Required action | From the first line of the data below through the line holding "pub fn put(&self, digest: u64, uname: &str, entry: CachedLom)", write out each line exactly as it stands.
____
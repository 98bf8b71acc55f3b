use super::meta::LomMeta;
use dashmap::DashMap;

/// number of shards per mountpath; shard index is the low 6 bits of the
/// object-name digest.
pub const SHARDS: usize = 64;

/// cached stat+meta of one resident object. entries are weak: any
/// discrepancy with the filesystem invalidates them.
#[derive(Debug, Clone)]
pub struct CachedLom {
    pub meta: LomMeta,
    pub size: u64,
    pub atime_ns: i64,
}

/// per-mountpath LOM cache, sharded so hot loads do not contend.
pub struct LomCaches {
    shards: Vec<DashMap<String, CachedLom>>,
}

impl Default for LomCaches {
    fn default() -> Self {
        Self::new()
    }
}

impl LomCaches {
    pub fn new() -> LomCaches {
        LomCaches {
            shards: (0..SHARDS).map(|_| DashMap::new()).collect(),
        }
    }

    fn shard(&self, digest: u64) -> &DashMap<String, CachedLom> {
        &self.shards[(digest as usize) & (SHARDS - 1)]
    }

    pub fn get(&self, digest: u64, uname: &str) -> Option<CachedLom> {
        self.shard(digest).get(uname).map(|e| e.value().clone())
    }

    pub fn put(&self, digest: u64, uname: &str, entry: CachedLom) {
        self.shard(digest).insert(uname.into(), entry);
    }

    pub fn remove(&self, digest: u64, uname: &str) {
        self.shard(digest).remove(uname);
    }

    pub fn clear(&self) {
        for shard in &self.shards {
            shard.clear();
        }
    }

    pub fn len(&self) -> usize {
        self.shards.iter().map(|s| s.len()).sum()
    }

    pub fn is_empty(&self) -> bool {
        self.len() == 0
    }
}
use crate::Unit;
use arc_swap::ArcSwap;
use serde::{Deserialize, Serialize};
use std::path::PathBuf;
use std::sync::{Arc, Mutex};
use std::time::Duration;
use thiserror::Error;

pub type Result<T> = std::result::Result<T, Error>;

#[derive(Error, Debug)]
pub enum Error {
    #[error("mirror.copies: supported value is 2, got {0}")]
    MirrorCopies(u32),

    #[error("mirror.util_thresh must be within 0..100, got {0}")]
    UtilThresh(i64),

    #[error("{0} must be within 1..32, got {1}")]
    SliceCount(&'static str, usize),

    #[error("timeout.send_file cannot be zero")]
    SendFile,

    #[error("disk.iostat_time_short cannot be zero")]
    IostatTime,

    #[error("disk utilization watermarks invalid: low {low} high {high}")]
    UtilWatermarks { low: i64, high: i64 },

    #[error("fspaths is empty and test_fspaths.count is 0")]
    NoPaths,

    #[error("config update already in progress")]
    UpdateInProgress,

    #[error("no config update in progress")]
    NoUpdate,
}

#[derive(Debug, Clone, Serialize, Deserialize)]
pub struct MirrorConf {
    pub enabled: bool,
    /// number of local replicas per object. 2 is the only supported value.
    pub copies: u32,
    /// equality band: destinations within this much utilization of each
    /// other count as equally loaded.
    pub util_thresh: i64,
    /// capacity of the mirror work channel.
    pub burst_buffer: usize,
}

impl Default for MirrorConf {
    fn default() -> Self {
        MirrorConf {
            enabled: false,
            copies: 2,
            util_thresh: 20,
            burst_buffer: 512,
        }
    }
}

#[derive(Debug, Clone, Serialize, Deserialize)]
pub struct EcConf {
    pub enabled: bool,
    pub data_slices: usize,
    pub parity_slices: usize,
    /// objects at or below this size are replicated instead of split.
    pub obj_size_limit: Unit,
}

impl Default for EcConf {
    fn default() -> Self {
        EcConf {
            enabled: false,
            data_slices: 2,
            parity_slices: 2,
            obj_size_limit: 256 * crate::KILOBYTE,
        }
    }
}

impl EcConf {
    /// live targets required to encode: one slice per peer plus the object
    /// owner itself.
    pub fn required_encode_targets(&self) -> usize {
        self.data_slices + self.parity_slices + 1
    }

    /// live targets required to restore.
    pub fn required_restore_targets(&self) -> usize {
        self.data_slices + 1
    }
}

#[derive(Debug, Clone, Serialize, Deserialize)]
pub struct DiskConf {
    pub iostat_time_short: Duration,
    pub iostat_time_long: Duration,
    pub disk_util_low_wm: i64,
    pub disk_util_high_wm: i64,
}

impl Default for DiskConf {
    fn default() -> Self {
        DiskConf {
            iostat_time_short: Duration::from_millis(100),
            iostat_time_long: Duration::from_secs(2),
            disk_util_low_wm: 20,
            disk_util_high_wm: 80,
        }
    }
}

#[derive(Debug, Clone, Serialize, Deserialize)]
pub struct TimeoutConf {
    /// bound for one streamed receipt. demand xactions in the EC engine
    /// idle out after three of these.
    pub send_file: Duration,
}

impl TimeoutConf {
    pub fn ec_idle(&self) -> Duration {
        self.send_file * 3
    }
}

impl Default for TimeoutConf {
    fn default() -> Self {
        TimeoutConf {
            send_file: Duration::from_secs(5 * 60),
        }
    }
}

/// co-locate `count` virtual mountpaths on one filesystem. count > 0
/// disables the fsid uniqueness check.
#[derive(Debug, Clone, Default, Serialize, Deserialize)]
pub struct TestFsPaths {
    pub count: usize,
    pub instance: usize,
}

#[derive(Debug, Clone, Default, Serialize, Deserialize)]
pub struct Config {
    pub mirror: MirrorConf,
    pub ec: EcConf,
    pub disk: DiskConf,
    pub timeout: TimeoutConf,
    pub fspaths: Vec<PathBuf>,
    pub test_fspaths: TestFsPaths,
}

impl Config {
    /// validated at startup. a failure here is fatal.
    pub fn validate(&self) -> Result<()> {
        if self.mirror.copies != 2 {
            return Err(Error::MirrorCopies(self.mirror.copies));
        }
        if !(0..=100).contains(&self.mirror.util_thresh) {
            return Err(Error::UtilThresh(self.mirror.util_thresh));
        }
        if !(1..=32).contains(&self.ec.data_slices) {
            return Err(Error::SliceCount("ec.data_slices", self.ec.data_slices));
        }
        if !(1..=32).contains(&self.ec.parity_slices) {
            return Err(Error::SliceCount("ec.parity_slices", self.ec.parity_slices));
        }
        if self.timeout.send_file.is_zero() {
            return Err(Error::SendFile);
        }
        if self.disk.iostat_time_short.is_zero() {
            return Err(Error::IostatTime);
        }
        let (low, high) = (self.disk.disk_util_low_wm, self.disk.disk_util_high_wm);
        if low > high || !(0..=100).contains(&low) || !(0..=100).contains(&high) {
            return Err(Error::UtilWatermarks { low, high });
        }
        if self.fspaths.is_empty() && self.test_fspaths.count == 0 {
            return Err(Error::NoPaths);
        }
        Ok(())
    }

    pub fn fsid_check_enabled(&self) -> bool {
        self.test_fspaths.count == 0
    }
}

/// shared read view of the configuration. reads are a single atomic
/// pointer load; updates are rare and go through begin/commit/discard so
/// readers observe either the old or the new config, never a mix.
pub struct ConfigView {
    cur: ArcSwap<Config>,
    updating: Mutex<bool>,
}

impl ConfigView {
    pub fn new(config: Config) -> Result<ConfigView> {
        config.validate()?;
        Ok(ConfigView {
            cur: ArcSwap::from_pointee(config),
            updating: Mutex::new(false),
        })
    }

    pub fn get(&self) -> Arc<Config> {
        self.cur.load_full()
    }

    /// start an update; returns a private copy to mutate.
    pub fn begin(&self) -> Result<Config> {
        let mut updating = self.updating.lock().unwrap();
        if *updating {
            return Err(Error::UpdateInProgress);
        }
        *updating = true;
        Ok(self.cur.load().as_ref().clone())
    }

    /// validate and publish the copy produced by `begin`.
    pub fn commit(&self, next: Config) -> Result<()> {
        let mut updating = self.updating.lock().unwrap();
        if !*updating {
            return Err(Error::NoUpdate);
        }
        next.validate()?;
        self.cur.store(Arc::new(next));
        *updating = false;
        Ok(())
    }

    pub fn discard(&self) -> Result<()> {
        let mut updating = self.updating.lock().unwrap();
        if !*updating {
            return Err(Error::NoUpdate);
        }
        *updating = false;
        Ok(())
    }
}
____
Response to the exercise |
repository 98bf8b71acc55f3b
use super::meta::LomMeta;
use dashmap::DashMap;

/// number of shards per mountpath; shard index is the low 6 bits of the
/// object-name digest.
pub const SHARDS: usize = 64;

/// cached stat+meta of one resident object. entries are weak: any
/// discrepancy with the filesystem invalidates them.
#[derive(Debug, Clone)]
pub struct CachedLom {
    pub meta: LomMeta,
    pub size: u64,
    pub atime_ns: i64,
}

/// per-mountpath LOM cache, sharded so hot loads do not contend.
pub struct LomCaches {
    shards: Vec<DashMap<String, CachedLom>>,
}

impl Default for LomCaches {
    fn default() -> Self {
        Self::new()
    }
}

impl LomCaches {
    pub fn new() -> LomCaches {
        LomCaches {
            shards: (0..SHARDS).map(|_| DashMap::new()).collect(),
        }
    }

    fn shard(&self, digest: u64) -> &DashMap<String, CachedLom> {
        &self.shards[(digest as usize) & (SHARDS - 1)]
    }

    pub fn get(&self, digest: u64, uname: &str) -> Option<CachedLom> {
        self.shard(digest).get(uname).map(|e| e.value().clone())
    }

    pub fn put(&self, digest: u64, uname: &str, entry: CachedLom) {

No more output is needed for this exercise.